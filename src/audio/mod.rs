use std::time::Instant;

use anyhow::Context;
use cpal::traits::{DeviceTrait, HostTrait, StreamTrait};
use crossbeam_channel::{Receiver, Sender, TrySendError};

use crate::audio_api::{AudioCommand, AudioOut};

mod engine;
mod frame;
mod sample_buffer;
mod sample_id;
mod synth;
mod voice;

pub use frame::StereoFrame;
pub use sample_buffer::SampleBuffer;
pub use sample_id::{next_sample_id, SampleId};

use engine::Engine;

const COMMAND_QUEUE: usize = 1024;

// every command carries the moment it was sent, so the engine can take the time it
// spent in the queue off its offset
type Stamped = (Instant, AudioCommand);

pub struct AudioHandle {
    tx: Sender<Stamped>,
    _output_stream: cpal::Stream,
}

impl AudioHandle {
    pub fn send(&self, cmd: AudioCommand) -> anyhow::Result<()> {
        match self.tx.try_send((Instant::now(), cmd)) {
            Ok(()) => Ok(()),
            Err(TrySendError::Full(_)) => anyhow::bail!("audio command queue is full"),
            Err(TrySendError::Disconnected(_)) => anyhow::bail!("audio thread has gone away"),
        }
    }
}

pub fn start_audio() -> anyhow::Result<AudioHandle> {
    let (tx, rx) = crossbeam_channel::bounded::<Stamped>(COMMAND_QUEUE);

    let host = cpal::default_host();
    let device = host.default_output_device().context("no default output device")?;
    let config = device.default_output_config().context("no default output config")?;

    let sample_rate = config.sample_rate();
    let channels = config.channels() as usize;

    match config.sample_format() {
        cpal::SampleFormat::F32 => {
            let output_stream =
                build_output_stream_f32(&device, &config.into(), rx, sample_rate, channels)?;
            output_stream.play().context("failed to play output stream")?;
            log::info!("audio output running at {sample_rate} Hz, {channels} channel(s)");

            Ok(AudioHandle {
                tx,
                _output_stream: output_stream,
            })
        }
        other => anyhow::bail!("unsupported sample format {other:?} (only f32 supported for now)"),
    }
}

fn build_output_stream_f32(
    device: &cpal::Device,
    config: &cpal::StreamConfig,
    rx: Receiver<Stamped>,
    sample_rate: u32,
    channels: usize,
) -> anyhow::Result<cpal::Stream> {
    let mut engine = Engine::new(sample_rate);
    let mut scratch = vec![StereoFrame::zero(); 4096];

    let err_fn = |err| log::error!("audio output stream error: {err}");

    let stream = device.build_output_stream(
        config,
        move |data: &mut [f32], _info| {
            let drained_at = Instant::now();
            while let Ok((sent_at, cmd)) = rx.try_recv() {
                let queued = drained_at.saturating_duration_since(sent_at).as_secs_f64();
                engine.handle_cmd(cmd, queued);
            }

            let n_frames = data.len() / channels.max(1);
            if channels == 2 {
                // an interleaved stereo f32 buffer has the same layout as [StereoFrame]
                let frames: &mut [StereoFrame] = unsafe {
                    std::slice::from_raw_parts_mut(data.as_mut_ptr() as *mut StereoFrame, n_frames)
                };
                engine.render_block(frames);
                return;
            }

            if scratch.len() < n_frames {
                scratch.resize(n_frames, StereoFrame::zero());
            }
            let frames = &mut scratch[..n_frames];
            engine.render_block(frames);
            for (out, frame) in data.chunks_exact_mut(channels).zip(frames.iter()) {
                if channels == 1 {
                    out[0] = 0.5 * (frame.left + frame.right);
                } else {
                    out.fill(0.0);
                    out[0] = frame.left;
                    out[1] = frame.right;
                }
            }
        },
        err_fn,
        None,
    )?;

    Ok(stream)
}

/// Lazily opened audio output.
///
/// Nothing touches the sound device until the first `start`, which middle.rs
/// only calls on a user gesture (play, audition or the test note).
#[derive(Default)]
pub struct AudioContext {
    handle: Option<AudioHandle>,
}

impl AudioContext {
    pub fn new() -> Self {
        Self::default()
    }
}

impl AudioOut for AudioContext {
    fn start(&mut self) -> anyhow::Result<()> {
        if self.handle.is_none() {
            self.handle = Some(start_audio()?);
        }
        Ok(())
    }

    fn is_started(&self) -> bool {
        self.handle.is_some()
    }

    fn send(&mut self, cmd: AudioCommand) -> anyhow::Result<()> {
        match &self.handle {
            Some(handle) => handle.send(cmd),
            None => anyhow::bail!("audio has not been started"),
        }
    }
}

* * *

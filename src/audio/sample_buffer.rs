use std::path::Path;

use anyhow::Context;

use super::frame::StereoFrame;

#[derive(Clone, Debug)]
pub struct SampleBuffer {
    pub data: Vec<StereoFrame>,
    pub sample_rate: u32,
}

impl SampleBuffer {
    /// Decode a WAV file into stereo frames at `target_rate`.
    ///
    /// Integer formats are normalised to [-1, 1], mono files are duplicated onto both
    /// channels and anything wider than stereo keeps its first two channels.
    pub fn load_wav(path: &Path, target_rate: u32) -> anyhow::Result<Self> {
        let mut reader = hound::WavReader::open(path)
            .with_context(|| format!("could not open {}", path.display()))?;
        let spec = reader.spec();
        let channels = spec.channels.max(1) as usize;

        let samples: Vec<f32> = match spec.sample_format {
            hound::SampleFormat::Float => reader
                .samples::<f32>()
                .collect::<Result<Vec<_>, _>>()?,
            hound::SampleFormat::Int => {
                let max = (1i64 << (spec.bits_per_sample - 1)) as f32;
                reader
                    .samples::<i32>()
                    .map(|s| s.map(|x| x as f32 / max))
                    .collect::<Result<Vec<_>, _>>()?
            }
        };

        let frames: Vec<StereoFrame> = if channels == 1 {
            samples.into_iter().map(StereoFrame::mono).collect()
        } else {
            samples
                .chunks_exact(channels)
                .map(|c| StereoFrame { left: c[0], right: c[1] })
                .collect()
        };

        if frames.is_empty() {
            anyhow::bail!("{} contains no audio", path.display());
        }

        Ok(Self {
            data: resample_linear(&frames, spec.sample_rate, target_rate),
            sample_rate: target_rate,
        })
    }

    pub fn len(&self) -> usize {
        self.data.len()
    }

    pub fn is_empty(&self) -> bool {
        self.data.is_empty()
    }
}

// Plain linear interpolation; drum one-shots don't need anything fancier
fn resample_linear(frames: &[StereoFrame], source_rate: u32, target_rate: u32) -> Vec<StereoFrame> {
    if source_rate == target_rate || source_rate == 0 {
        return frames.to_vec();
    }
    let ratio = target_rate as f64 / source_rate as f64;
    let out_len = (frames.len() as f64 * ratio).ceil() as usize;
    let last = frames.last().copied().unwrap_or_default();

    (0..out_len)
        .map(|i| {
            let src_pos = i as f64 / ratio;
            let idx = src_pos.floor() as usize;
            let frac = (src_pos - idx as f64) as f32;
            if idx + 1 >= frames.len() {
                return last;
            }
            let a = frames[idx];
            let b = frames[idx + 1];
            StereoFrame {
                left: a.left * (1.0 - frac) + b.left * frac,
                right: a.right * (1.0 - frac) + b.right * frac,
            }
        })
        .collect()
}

:: Exercise requirements ::
Only the lines above starting with the one with "filename src/audio/mod.rs" and going through the one with "mod sample_id;" are to be copied, word for word and with both ends kept.

:: Exercise answer ::
filename src/audio/mod.rs
use std::time::Instant;

use anyhow::Context;
use cpal::traits::{DeviceTrait, HostTrait, StreamTrait};
use crossbeam_channel::{Receiver, Sender, TrySendError};

use crate::audio_api::{AudioCommand, AudioOut};

mod engine;
mod frame;
mod sample_buffer;
mod sample_id;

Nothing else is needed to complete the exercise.